Tutorial: Use Zero Trust Access
Procedure to use Zero Trust Access feature with an end-to-end use case.
始める前に
Role required: security_admin
Enable the Enable Session Access property.
- Session Access configurations can only be performed with security_admin role. You must elevate your role to security_admin.
- Session Access doesn’t support integrations.
- Session Access has no impact if the reduced or limited role isn’t assigned to a user. In this case, there are no changes to the logged in session. User will still continue to access the instance with their assigned privileges.
- Session Access has no impact while the user is already logged in to the instance and simultaneously the admin configures the policy. The user has to log out from the session for the policy to be effective.
- Session Access is enforced at the time of login. Any change in risk parameters during the session won’t result in reduced access. For example, a user switching from the corporate network to an untrusted network after establishing the session, won’t result in reduced access unless the user logs out and logs in again.

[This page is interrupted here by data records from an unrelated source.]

use crate::config::Settings;
use crate::domain::alert::{AlertKind, AlertRecord};
use crate::domain::quote::{round2, QuoteRecord};
use crate::provider::http::ProviderHttp;
use crate::provider::{parse_num, NewsProvider, ProviderFailure, ProviderResult, QuoteProvider};
use chrono::{DateTime, TimeZone, Utc};
use serde::Deserialize;
use serde_json::Value;

const DEFAULT_BASE_URL: &str = "https://finnhub.io/api/v1";
const SOURCE: &str = "Finnhub";

#[derive(Debug, Clone)]
pub struct FinnhubClient {
    http: ProviderHttp,
    base_url: String,
    api_key: String,
}

impl FinnhubClient {
    /// `None` when FINNHUB_API_KEY is absent: the provider is simply left out of the chain.
    pub fn from_settings(settings: &Settings) -> anyhow::Result<Option<Self>> {
        let Some(api_key) = settings.finnhub_api_key.clone() else {
            return Ok(None);
        };
        let base_url =
            std::env::var("FINNHUB_BASE_URL").unwrap_or_else(|_| DEFAULT_BASE_URL.to_string());
        Ok(Some(Self {
            http: ProviderHttp::new(settings.provider_timeout)?,
            base_url,
            api_key,
        }))
    }

    fn url(&self, path: &str) -> String {
        format!("{}/{}", self.base_url.trim_end_matches('/'), path)
    }
}

#[async_trait::async_trait]
impl QuoteProvider for FinnhubClient {
    fn provider_name(&self) -> &'static str {
        "finnhub"
    }

    async fn fetch_quote(&self, symbol: &str) -> ProviderResult<QuoteRecord> {
        let body = self
            .http
            .get_json(
                &self.url("quote"),
                &[("symbol", symbol), ("token", self.api_key.as_str())],
            )
            .await?;
        parse_quote(symbol, &body)
    }
}

#[async_trait::async_trait]
impl NewsProvider for FinnhubClient {
    fn provider_name(&self) -> &'static str {
        "finnhub"
    }

    async fn fetch_alerts(&self, limit: usize) -> ProviderResult<Vec<AlertRecord>> {
        let body = self
            .http
            .get_json(
                &self.url("news"),
                &[("category", "general"), ("token", self.api_key.as_str())],
            )
            .await?;
        parse_news(&body, limit)
    }
}

fn check_error(body: &Value) -> ProviderResult<()> {
    if let Some(err) = body.get("error").and_then(Value::as_str) {
        let lower = err.to_ascii_lowercase();
        if lower.contains("limit") {
            return Err(ProviderFailure::rate_limited(err.to_string()));
        }
        return Err(ProviderFailure::malformed(format!("finnhub error: {err}")));
    }
    Ok(())
}

fn parse_quote(symbol: &str, body: &Value) -> ProviderResult<QuoteRecord> {
    check_error(body)?;

    let field = |key: &str| body.get(key).and_then(parse_num);
    let price = field("c").ok_or_else(|| ProviderFailure::malformed("quote has no price"))?;
    // Finnhub answers unknown symbols with an all-zero payload instead of an error.
    if price <= 0.0 {
        return Err(ProviderFailure::malformed(format!(
            "no quote data for {symbol}"
        )));
    }

    let previous_close = field("pc").unwrap_or(price);
    let change = field("d").unwrap_or(price - previous_close);
    let change_percent = field("dp").unwrap_or_else(|| {
        if previous_close > 0.0 {
            change / previous_close * 100.0
        } else {
            0.0
        }
    });
    let timestamp = body
        .get("t")
        .and_then(Value::as_i64)
        .filter(|t| *t > 0)
        .and_then(|t| Utc.timestamp_opt(t, 0).single())
        .unwrap_or_else(Utc::now);

    Ok(QuoteRecord {
        symbol: symbol.to_string(),
        price: round2(price),
        change: round2(change),
        change_percent: round2(change_percent),
        // The quote endpoint carries no volume.
        volume: 0,
        high: round2(field("h").unwrap_or(price)),
        low: round2(field("l").unwrap_or(price)),
        open: round2(field("o").unwrap_or(previous_close)),
        previous_close: round2(previous_close),
        timestamp,
        is_live: true,
        source: SOURCE.to_string(),
    })
}

#[derive(Debug, Clone, Deserialize)]
struct FinnhubArticle {
    #[serde(default)]
    id: i64,
    #[serde(default)]
    headline: String,
    #[serde(default)]
    datetime: i64,
    #[serde(default)]
    source: String,
}

fn parse_news(body: &Value, limit: usize) -> ProviderResult<Vec<AlertRecord>> {
    check_error(body)?;

    let articles = serde_json::from_value::<Vec<FinnhubArticle>>(body.clone())
        .map_err(|e| ProviderFailure::malformed(format!("unexpected news payload: {e}")))?;

    let alerts = articles
        .into_iter()
        .filter(|a| !a.headline.trim().is_empty())
        .take(limit)
        .map(|a| {
            let timestamp: DateTime<Utc> = Utc
                .timestamp_opt(a.datetime, 0)
                .single()
                .unwrap_or_else(Utc::now);
            let source = if a.source.trim().is_empty() {
                SOURCE.to_string()
            } else {
                a.source.trim().to_string()
            };
            AlertRecord {
                id: format!("finnhub-{}", a.id),
                kind: AlertKind::classify(None, &a.headline),
                title: a.headline.trim().to_string(),
                timestamp,
                source,
                is_live: true,
            }
        })
        .collect();
    Ok(alerts)
}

- Session Access (Zero trust access - ZTA) feature, roles like snc_internal and snc_external cannot be removed.
- Session Access (Zero trust access - ZTA) feature does not remove a role from the sys_user_has_role or the user group membership table. Based on the ZTA policy, it establishes the user session with reduced or limited roles.

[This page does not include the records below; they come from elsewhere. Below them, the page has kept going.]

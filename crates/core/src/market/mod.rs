use crate::config::Settings;
use std::sync::Arc;

pub mod alerts;
pub mod batch;
pub mod quotes;

pub use alerts::AlertService;
pub use batch::BatchCoordinator;
pub use quotes::{QuoteOutcome, QuoteService};

/// The market-data services a binary needs, built once from settings and shared by handle.
#[derive(Clone)]
pub struct MarketServices {
    pub quotes: Arc<QuoteService>,
    pub batch: BatchCoordinator,
    pub alerts: Arc<AlertService>,
}

impl MarketServices {
    pub fn from_settings(settings: &Settings) -> anyhow::Result<Self> {
        let quotes = Arc::new(QuoteService::from_settings(settings)?);
        let alerts = Arc::new(AlertService::from_settings(settings)?);
        Ok(Self {
            batch: BatchCoordinator::new(Arc::clone(&quotes)),
            quotes,
            alerts,
        })
    }
}
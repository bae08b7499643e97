use chrono::{DateTime, Utc};

/// Relative label for alert timestamps: "Just now", "5 mins ago", "1 hour ago", "2 days ago".
/// Units are floored; timestamps in the future read as "Just now".
pub fn format_time_ago(timestamp: DateTime<Utc>, now: DateTime<Utc>) -> String {
    let secs = now.signed_duration_since(timestamp).num_seconds();
    if secs < 60 {
        return "Just now".to_string();
    }

    let minutes = secs / 60;
    if minutes < 60 {
        return plural(minutes, "min");
    }

    let hours = minutes / 60;
    if hours < 24 {
        return plural(hours, "hour");
    }

    plural(hours / 24, "day")
}

fn plural(n: i64, unit: &str) -> String {
    if n == 1 {
        format!("1 {unit} ago")
    } else {
        format!("{n} {unit}s ago")
    }
}
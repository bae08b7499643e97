pub mod alert;
pub mod quote;

pub use alert::simulated_alerts;
pub use quote::simulated_quote;
use crate::llm::Provider;
use serde_json::Value;
use std::fmt;

const MAX_BODY_CHARS: usize = 300;

/// Non-success reply from a text-generation backend. The raw body is kept for diagnosis.
#[derive(Debug, Clone)]
pub struct GenerationHttpError {
    pub provider: Provider,
    pub status: u16,
    pub body: String,
    pub body_json: Option<Value>,
}

impl GenerationHttpError {
    pub fn new(provider: Provider, status: u16, body: String) -> Self {
        let body_json = serde_json::from_str::<Value>(&body).ok();
        Self {
            provider,
            status,
            body,
            body_json,
        }
    }

    /// `error.message` from a JSON error body.
    pub fn message(&self) -> Option<&str> {
        self.body_json.as_ref()?.pointer("/error/message")?.as_str()
    }

    pub fn is_overloaded(&self) -> bool {
        matches!(self.status, 429 | 503 | 529)
    }
}

impl fmt::Display for GenerationHttpError {
    fn fmt(&self, f: &mut fmt::Formatter<'_>) -> fmt::Result {
        write!(f, "{:?} returned HTTP {}: ", self.provider, self.status)?;
        match self.message() {
            Some(message) => f.write_str(message),
            None => f.write_str(&self.body.chars().take(MAX_BODY_CHARS).collect::<String>()),
        }
    }
}

impl std::error::Error for GenerationHttpError {}
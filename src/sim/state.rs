//! Session snapshot and its building blocks
//!
//! A `SessionState` is a value: transitions in `tick` build a new one from the
//! previous, and the controller swaps it in whole.

use serde::{Deserialize, Serialize};

use super::difficulty::{Difficulty, DifficultyProfile};
use super::drop::{DropId, Raindrop};
use crate::consts::*;

/// Which screen the session is on
#[derive(Debug, Clone, Copy, PartialEq, Eq, Serialize, Deserialize, Default)]
pub enum Screen {
    #[default]
    Menu,
    Playing,
    Ended,
}

/// Digits typed so far, capped at `MAX_INPUT_DIGITS`
#[derive(Debug, Clone, PartialEq, Eq, Default, Serialize, Deserialize)]
#[serde(transparent)]
pub struct InputBuffer(String);

impl InputBuffer {
    pub fn new() -> Self {
        Self(String::new())
    }

    /// Append a digit 0-9. Returns false (and changes nothing) when full or not a digit.
    pub fn push_digit(&mut self, digit: u8) -> bool {
        if digit > 9 || self.0.len() >= MAX_INPUT_DIGITS {
            return false;
        }
        self.0.push(char::from(b'0' + digit));
        true
    }

    /// Remove the last digit. Returns false on an empty buffer.
    pub fn pop_digit(&mut self) -> bool {
        self.0.pop().is_some()
    }

    pub fn clear(&mut self) {
        self.0.clear();
    }

    pub fn as_str(&self) -> &str {
        &self.0
    }

    pub fn len(&self) -> usize {
        self.0.len()
    }

    pub fn is_empty(&self) -> bool {
        self.0.is_empty()
    }

    pub fn is_full(&self) -> bool {
        self.0.len() >= MAX_INPUT_DIGITS
    }

    /// Numeric value, None if empty or unparsable
    pub fn value(&self) -> Option<u32> {
        self.0.parse().ok()
    }
}

/// Effects emitted by a transition, for audio and persistence collaborators
#[derive(Debug, Clone, PartialEq, Eq, Serialize, Deserialize)]
pub enum GameEvent {
    /// Submitted answer matched and removed a drop
    Hit { drop_id: DropId, answer: u32 },
    /// Submitted answer matched nothing
    Miss,
    /// Drops crossed into the answer panel this tick
    LifeLost { count: u32 },
    /// Lives ran out
    GameOver { score: u64, new_best: bool },
    /// Menu action acknowledged (start, play again, menu, sound toggle)
    MenuAck,
}

/// Complete session snapshot
#[derive(Debug, Clone, PartialEq, Serialize, Deserialize)]
pub struct SessionState {
    pub screen: Screen,
    pub difficulty: Difficulty,
    /// Pinned multiplicand in fixed-table mode
    pub fixed_multiplicand: Option<u32>,
    pub score: u64,
    pub lives: u8,
    /// Live drops in spawn order
    pub drops: Vec<Raindrop>,
    pub input: InputBuffer,
    /// Questions answered correctly or missed
    pub total_questions: u32,
    pub correct_answers: u32,
    /// Persisted best score
    pub best_score: u64,
    /// Seconds on the clock this session
    pub elapsed_secs: u32,
    /// Persisted sound preference
    pub sound_enabled: bool,
    /// Next drop id
    #[serde(default)]
    pub(crate) next_drop_id: DropId,
}

impl SessionState {
    /// Fresh menu state with the persisted values
    pub fn new(best_score: u64, sound_enabled: bool) -> Self {
        Self {
            screen: Screen::Menu,
            difficulty: Difficulty::default(),
            fixed_multiplicand: None,
            score: 0,
            lives: INITIAL_LIVES,
            drops: Vec::new(),
            input: InputBuffer::new(),
            total_questions: 0,
            correct_answers: 0,
            best_score,
            elapsed_secs: 0,
            sound_enabled,
            next_drop_id: 0,
        }
    }

    pub fn is_playing(&self) -> bool {
        self.screen == Screen::Playing
    }

    /// Profile driving spawn pacing and fall speed
    pub fn profile(&self) -> &'static DifficultyProfile {
        self.difficulty.profile()
    }

    /// Percentage of questions answered correctly, rounded
    pub fn accuracy_percent(&self) -> u32 {
        if self.total_questions == 0 {
            return 0;
        }
        (self.correct_answers as f64 / self.total_questions as f64 * 100.0).round() as u32
    }

    /// True on the end screen when this session set the record
    pub fn is_new_best(&self) -> bool {
        self.screen == Screen::Ended && self.score > 0 && self.score == self.best_score
    }

    /// Elapsed time as MM:SS
    pub fn clock_label(&self) -> String {
        format!("{:02}:{:02}", self.elapsed_secs / 60, self.elapsed_secs % 60)
    }

    /// Drop the player would clear by submitting `answer`: the lowest match on screen
    pub fn target_for(&self, answer: u32) -> Option<&Raindrop> {
        self.drops
            .iter()
            .filter(|d| d.answer == answer)
            .fold(None, |lowest: Option<&Raindrop>, d| match lowest {
                Some(l) if d.pos.y <= l.pos.y => Some(l),
                _ => Some(d),
            })
    }
}

impl Default for SessionState {
    fn default() -> Self {
        Self::new(0, true)
    }
}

- The scripts running in the system context will not honor the ZTA session roles.
Session Access is a feature that enables the administrators to dynamically reduce or restrict a set of roles to the user, when the user is trying to log in to the instance from different environments such as log in from the untrusted network, log in from a different device, and so on.

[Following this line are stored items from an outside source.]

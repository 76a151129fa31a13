//! Tick sources for a running session
//!
//! Motion runs once per rendered frame; spawn and clock fire on fixed periods
//! measured by accumulating frame time. All three stop together when play ends.

use crate::consts::*;

/// Fixed-period timer driven by accumulated frame time
#[derive(Debug, Clone, PartialEq)]
pub struct IntervalTimer {
    period: f32,
    accumulated: f32,
    running: bool,
}

impl IntervalTimer {
    pub fn new(period: f32) -> Self {
        Self {
            period,
            accumulated: 0.0,
            running: false,
        }
    }

    /// Restart from zero with a new period
    pub fn restart(&mut self, period: f32) {
        self.period = period;
        self.accumulated = 0.0;
        self.running = true;
    }

    pub fn stop(&mut self) {
        self.running = false;
        self.accumulated = 0.0;
    }

    pub fn is_running(&self) -> bool {
        self.running
    }

    pub fn period(&self) -> f32 {
        self.period
    }

    /// Add frame time and return how many periods elapsed (at most `MAX_CATCHUP_TICKS`)
    pub fn advance(&mut self, dt: f32) -> u32 {
        if !self.running || self.period <= 0.0 {
            return 0;
        }
        self.accumulated += dt.max(0.0);

        let mut fired = 0;
        while self.accumulated >= self.period && fired < MAX_CATCHUP_TICKS {
            self.accumulated -= self.period;
            fired += 1;
        }
        // Drop the backlog past the catch-up cap
        if self.accumulated >= self.period {
            self.accumulated %= self.period;
        }
        fired
    }
}

/// Ticks due this frame, in the order they are applied
#[derive(Debug, Clone, Copy, Default, PartialEq, Eq)]
pub struct DueTicks {
    pub motion: bool,
    pub spawn: u32,
    pub clock: u32,
}

/// The three timers of a playing session
#[derive(Debug, Clone, PartialEq)]
pub struct SessionTimers {
    motion: bool,
    spawn: IntervalTimer,
    clock: IntervalTimer,
}

impl Default for SessionTimers {
    fn default() -> Self {
        Self {
            motion: false,
            spawn: IntervalTimer::new(0.0),
            clock: IntervalTimer::new(CLOCK_PERIOD),
        }
    }
}

impl SessionTimers {
    /// Start all timers for a new session
    pub fn start(&mut self, spawn_interval: f32) {
        self.motion = true;
        self.spawn.restart(spawn_interval);
        self.clock.restart(CLOCK_PERIOD);
    }

    /// Stop all timers
    pub fn stop(&mut self) {
        if self.is_running() {
            log::debug!("Timers stopped");
        }
        self.motion = false;
        self.spawn.stop();
        self.clock.stop();
    }

    pub fn is_running(&self) -> bool {
        self.motion || self.spawn.is_running() || self.clock.is_running()
    }

    pub fn spawn_period(&self) -> f32 {
        self.spawn.period()
    }

    /// Advance by one frame of `dt` seconds
    pub fn frame(&mut self, dt: f32) -> DueTicks {
        DueTicks {
            motion: self.motion,
            spawn: self.spawn.advance(dt),
            clock: self.clock.advance(dt),
        }
    }
}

Session Access can be controlled by the created policy and selected action when performing the configuration. Some of the scenarios are as follows:
- If the Policy is true, and the roles action is set to Remove Roles, then the selected roles and its associated child roles are removed for the user when trying to log in to the instance.
- If the Policy is true, and the roles action is set to Limit To Roles, then only the selected roles and its associated child roles are assigned to the user when trying to log in to the instance.
The following procedure explains an end-to-end configuration of session access configuration based on which the role is limited to the user who is logging in to the instance. Similarly you can also remove roles by selecting the Remove Roles option during the configuration.
手順
-
To limit any role for the user, on the form, fill the fields:
- Name
- Description
- Policy
- Action
- Role List
- Group List
-
Choose Action as Limit To Roles.
If the Policy is true, then only the selected roles and their associated child roles are available for the user when trying to log in to the instance.
When the user logs to the instance outside Australia, only the Knowledge role and its associated child roles are assigned for the logged session and other roles to the user are restricted.
After logging in, the user is displayed with the following error message on the platform in their profile section:
The user can contact the administrators and provide the Correlation ID for investigation.
注:The correlation ID is the sys_id of the corresponding audit record in the session access audit table.